Look through the records below for the word "body". Report how many lines have it, and only that number.

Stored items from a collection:
=== Begin Enclosure ===
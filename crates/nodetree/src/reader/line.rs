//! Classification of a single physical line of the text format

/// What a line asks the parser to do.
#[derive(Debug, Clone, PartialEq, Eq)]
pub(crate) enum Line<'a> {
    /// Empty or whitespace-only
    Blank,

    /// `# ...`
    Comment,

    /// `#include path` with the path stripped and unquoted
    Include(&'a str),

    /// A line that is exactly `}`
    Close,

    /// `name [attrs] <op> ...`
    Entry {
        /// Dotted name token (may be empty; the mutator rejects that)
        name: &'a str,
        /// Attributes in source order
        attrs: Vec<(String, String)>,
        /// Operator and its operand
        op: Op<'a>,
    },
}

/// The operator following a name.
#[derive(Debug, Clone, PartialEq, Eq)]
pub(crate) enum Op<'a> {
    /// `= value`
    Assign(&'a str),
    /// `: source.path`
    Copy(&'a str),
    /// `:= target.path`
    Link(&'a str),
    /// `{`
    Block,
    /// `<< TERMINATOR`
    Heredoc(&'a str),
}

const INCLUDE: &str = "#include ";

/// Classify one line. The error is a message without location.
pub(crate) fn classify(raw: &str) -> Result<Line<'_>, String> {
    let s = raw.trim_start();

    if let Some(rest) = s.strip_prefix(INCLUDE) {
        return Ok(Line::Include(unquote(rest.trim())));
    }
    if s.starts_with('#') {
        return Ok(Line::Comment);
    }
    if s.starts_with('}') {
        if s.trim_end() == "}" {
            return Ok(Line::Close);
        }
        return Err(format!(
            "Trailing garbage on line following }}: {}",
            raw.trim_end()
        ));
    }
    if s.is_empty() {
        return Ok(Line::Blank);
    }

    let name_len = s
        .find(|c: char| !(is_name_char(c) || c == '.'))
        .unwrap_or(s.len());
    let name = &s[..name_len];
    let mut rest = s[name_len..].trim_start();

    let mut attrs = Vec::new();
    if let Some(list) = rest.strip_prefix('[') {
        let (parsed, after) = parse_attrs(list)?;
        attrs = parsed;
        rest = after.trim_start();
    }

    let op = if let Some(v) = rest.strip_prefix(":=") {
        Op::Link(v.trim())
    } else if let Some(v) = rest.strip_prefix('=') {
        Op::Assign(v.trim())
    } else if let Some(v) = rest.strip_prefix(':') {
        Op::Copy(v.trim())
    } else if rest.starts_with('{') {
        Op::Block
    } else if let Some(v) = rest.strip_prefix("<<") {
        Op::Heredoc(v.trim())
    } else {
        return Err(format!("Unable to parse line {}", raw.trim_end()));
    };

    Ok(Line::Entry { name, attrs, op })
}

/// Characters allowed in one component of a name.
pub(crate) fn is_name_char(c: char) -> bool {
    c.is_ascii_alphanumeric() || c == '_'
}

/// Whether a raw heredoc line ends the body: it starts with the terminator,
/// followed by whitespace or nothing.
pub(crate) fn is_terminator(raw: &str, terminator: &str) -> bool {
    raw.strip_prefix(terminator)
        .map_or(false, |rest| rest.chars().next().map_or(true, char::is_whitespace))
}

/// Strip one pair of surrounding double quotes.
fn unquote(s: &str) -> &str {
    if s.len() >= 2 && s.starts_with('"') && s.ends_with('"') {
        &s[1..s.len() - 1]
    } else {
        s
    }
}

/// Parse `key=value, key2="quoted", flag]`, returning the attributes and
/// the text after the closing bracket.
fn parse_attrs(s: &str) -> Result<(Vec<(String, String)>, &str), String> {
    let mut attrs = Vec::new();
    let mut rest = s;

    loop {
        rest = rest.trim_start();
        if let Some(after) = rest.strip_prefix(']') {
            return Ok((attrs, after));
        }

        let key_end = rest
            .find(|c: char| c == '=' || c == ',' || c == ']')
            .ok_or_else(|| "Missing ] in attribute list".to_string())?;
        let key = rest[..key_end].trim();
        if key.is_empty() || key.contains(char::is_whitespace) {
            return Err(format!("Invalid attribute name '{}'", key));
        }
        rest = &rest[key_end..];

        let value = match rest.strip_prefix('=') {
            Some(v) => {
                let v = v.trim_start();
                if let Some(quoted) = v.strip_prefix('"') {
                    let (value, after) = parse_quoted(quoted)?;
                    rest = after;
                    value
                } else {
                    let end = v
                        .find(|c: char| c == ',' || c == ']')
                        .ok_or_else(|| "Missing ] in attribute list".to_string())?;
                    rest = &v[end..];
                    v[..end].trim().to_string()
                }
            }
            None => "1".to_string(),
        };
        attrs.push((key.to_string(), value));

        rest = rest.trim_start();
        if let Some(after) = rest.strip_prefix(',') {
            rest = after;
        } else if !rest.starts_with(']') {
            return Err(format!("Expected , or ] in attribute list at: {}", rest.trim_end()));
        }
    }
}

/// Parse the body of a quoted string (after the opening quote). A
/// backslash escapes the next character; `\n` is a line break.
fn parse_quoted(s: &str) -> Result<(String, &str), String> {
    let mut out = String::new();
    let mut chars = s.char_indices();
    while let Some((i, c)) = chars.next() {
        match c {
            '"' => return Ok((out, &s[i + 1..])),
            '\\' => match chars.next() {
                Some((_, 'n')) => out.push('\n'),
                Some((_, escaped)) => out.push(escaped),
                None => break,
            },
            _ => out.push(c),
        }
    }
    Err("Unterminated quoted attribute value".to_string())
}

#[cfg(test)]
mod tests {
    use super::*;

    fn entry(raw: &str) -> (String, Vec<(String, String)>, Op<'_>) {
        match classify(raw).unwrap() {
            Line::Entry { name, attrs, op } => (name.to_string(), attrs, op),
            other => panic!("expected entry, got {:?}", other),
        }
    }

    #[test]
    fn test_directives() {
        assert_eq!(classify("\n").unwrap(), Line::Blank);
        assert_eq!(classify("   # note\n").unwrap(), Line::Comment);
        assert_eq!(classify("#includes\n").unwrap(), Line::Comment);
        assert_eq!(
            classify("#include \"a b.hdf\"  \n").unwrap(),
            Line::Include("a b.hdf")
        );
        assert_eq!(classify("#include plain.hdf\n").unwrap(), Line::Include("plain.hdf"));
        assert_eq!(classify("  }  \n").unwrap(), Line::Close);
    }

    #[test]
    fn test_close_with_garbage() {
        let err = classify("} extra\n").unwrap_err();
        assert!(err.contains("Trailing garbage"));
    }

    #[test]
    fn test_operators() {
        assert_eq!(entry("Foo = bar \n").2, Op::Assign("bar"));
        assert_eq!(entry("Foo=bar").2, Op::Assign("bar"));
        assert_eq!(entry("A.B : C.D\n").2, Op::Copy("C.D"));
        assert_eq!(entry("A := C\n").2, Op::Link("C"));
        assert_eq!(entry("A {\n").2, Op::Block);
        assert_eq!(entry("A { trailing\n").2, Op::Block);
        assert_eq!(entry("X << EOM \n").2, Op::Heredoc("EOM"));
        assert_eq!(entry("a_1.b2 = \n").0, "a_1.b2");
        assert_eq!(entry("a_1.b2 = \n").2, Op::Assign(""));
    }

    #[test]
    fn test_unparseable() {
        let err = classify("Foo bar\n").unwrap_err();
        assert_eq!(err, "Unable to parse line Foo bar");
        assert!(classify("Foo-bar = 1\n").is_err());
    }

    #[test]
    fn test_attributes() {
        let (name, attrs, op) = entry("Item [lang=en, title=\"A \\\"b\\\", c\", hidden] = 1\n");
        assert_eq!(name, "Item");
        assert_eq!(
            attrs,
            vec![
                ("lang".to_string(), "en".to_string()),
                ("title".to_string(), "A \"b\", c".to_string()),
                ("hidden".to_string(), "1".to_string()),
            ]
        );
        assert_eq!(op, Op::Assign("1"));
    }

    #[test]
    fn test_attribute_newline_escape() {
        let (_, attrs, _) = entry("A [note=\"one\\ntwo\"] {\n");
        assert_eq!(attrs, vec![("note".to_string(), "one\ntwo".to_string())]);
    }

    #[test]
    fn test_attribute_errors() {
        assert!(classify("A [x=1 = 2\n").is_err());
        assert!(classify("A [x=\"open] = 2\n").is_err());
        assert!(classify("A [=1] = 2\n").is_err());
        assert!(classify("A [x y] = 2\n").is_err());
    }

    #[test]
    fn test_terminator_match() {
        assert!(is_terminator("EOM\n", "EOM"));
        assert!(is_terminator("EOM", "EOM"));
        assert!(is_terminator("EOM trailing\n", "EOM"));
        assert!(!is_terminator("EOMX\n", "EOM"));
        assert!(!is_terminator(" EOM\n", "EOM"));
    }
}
=== End Enclosure ===
=== Begin Enclosure ===
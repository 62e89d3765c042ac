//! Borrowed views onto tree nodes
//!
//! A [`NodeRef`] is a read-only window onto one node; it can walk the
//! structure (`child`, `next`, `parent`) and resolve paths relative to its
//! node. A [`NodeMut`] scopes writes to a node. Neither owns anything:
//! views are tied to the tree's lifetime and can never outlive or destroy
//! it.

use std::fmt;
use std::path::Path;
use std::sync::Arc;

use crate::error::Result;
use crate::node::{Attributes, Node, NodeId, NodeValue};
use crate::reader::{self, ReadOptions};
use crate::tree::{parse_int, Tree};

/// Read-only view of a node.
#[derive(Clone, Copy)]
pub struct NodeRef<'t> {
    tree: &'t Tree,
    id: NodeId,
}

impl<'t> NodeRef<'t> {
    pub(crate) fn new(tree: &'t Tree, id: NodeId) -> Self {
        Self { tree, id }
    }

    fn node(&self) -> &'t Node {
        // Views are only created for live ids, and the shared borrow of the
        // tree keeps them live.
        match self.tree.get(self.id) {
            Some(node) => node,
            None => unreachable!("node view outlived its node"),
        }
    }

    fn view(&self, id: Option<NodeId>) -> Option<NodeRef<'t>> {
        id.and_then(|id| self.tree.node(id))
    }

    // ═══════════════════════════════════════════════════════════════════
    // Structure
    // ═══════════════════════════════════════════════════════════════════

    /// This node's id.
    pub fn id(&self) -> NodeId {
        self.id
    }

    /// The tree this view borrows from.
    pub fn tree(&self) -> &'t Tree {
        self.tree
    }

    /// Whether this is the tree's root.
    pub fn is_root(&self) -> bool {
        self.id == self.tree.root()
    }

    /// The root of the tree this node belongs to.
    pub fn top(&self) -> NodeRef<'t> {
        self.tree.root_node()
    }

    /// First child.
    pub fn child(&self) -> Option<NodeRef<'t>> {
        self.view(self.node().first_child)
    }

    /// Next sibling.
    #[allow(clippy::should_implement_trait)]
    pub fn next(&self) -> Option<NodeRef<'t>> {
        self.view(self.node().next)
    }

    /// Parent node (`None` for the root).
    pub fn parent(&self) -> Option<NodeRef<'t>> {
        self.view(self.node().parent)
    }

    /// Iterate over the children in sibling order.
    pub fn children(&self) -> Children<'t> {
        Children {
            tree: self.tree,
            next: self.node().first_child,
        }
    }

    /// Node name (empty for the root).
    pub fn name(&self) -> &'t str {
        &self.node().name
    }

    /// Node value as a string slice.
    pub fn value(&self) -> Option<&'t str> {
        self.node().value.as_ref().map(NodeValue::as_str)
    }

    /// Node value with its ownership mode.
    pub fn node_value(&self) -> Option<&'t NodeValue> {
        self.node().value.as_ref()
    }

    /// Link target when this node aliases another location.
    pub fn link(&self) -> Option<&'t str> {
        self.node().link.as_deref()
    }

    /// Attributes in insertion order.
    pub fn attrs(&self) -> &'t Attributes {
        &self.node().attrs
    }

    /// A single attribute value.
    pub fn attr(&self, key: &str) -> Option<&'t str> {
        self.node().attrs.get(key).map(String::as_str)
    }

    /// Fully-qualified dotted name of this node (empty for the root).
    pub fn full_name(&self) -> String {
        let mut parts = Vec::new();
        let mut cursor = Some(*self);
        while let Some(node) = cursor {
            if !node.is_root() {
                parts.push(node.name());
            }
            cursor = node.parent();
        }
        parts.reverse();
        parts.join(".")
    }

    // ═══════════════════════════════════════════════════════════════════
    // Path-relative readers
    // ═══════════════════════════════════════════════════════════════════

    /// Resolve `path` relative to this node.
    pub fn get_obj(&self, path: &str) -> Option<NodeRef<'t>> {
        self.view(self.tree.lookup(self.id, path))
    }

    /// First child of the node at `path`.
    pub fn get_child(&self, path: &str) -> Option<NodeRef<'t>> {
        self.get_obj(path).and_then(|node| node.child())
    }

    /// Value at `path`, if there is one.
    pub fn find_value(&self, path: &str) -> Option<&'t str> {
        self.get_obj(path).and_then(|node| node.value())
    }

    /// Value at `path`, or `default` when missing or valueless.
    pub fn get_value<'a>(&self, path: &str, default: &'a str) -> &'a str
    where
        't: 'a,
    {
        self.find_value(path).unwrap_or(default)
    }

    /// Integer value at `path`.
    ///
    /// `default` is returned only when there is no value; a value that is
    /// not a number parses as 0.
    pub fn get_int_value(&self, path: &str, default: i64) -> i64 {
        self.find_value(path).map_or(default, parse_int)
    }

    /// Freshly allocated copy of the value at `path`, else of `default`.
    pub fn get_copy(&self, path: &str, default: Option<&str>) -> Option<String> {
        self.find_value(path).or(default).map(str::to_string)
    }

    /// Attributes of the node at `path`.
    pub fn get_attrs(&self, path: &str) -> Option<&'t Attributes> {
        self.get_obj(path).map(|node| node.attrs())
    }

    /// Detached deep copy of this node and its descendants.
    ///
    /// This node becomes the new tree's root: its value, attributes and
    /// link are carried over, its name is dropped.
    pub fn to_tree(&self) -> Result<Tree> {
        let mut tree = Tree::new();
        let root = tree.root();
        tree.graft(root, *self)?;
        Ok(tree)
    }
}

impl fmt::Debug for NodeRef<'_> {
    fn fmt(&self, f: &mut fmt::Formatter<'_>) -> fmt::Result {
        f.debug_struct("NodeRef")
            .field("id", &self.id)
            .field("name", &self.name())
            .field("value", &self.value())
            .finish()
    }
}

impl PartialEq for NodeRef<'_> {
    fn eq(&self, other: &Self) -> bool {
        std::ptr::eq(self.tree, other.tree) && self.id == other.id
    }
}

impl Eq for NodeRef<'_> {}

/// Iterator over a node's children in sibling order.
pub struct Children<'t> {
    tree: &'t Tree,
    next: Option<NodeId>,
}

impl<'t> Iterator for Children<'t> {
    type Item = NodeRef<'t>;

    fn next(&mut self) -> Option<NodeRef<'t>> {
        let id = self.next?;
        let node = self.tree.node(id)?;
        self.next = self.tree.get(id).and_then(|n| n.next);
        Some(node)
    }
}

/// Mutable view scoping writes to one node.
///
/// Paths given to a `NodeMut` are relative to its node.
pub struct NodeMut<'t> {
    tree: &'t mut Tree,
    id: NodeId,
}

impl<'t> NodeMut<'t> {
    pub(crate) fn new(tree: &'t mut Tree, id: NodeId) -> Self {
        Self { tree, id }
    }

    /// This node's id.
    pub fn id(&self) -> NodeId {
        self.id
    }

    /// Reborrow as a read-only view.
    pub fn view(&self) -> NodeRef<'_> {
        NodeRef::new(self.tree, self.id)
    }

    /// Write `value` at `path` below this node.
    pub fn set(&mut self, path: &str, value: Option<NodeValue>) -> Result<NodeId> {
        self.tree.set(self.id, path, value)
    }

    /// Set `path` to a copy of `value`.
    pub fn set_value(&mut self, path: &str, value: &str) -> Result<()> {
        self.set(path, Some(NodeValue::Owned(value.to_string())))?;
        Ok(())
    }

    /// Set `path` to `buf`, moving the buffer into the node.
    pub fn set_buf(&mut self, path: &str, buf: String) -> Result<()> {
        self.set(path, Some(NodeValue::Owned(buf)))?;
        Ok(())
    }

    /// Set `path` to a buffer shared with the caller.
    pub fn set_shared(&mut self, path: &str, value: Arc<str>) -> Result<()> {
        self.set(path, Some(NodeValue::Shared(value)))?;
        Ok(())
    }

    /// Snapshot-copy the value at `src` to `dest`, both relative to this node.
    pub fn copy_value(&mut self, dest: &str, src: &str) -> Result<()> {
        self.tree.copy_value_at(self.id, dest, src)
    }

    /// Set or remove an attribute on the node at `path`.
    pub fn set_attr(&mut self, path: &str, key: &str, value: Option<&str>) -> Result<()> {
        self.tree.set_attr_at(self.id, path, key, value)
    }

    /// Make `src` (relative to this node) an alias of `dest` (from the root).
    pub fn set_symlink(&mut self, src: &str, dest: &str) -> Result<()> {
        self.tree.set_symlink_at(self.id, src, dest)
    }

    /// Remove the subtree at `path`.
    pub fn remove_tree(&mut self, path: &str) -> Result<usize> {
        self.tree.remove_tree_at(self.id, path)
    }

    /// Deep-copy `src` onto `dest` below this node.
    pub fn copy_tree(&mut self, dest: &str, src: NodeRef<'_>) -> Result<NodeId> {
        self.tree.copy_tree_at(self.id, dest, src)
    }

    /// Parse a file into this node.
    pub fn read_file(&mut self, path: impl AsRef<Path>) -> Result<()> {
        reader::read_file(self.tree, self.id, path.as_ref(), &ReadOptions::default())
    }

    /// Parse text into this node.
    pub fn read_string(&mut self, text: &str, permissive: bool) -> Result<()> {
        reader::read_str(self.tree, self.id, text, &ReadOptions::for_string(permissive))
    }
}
=== End Enclosure ===
### OUTPUT FOR THIS EXERCISE
2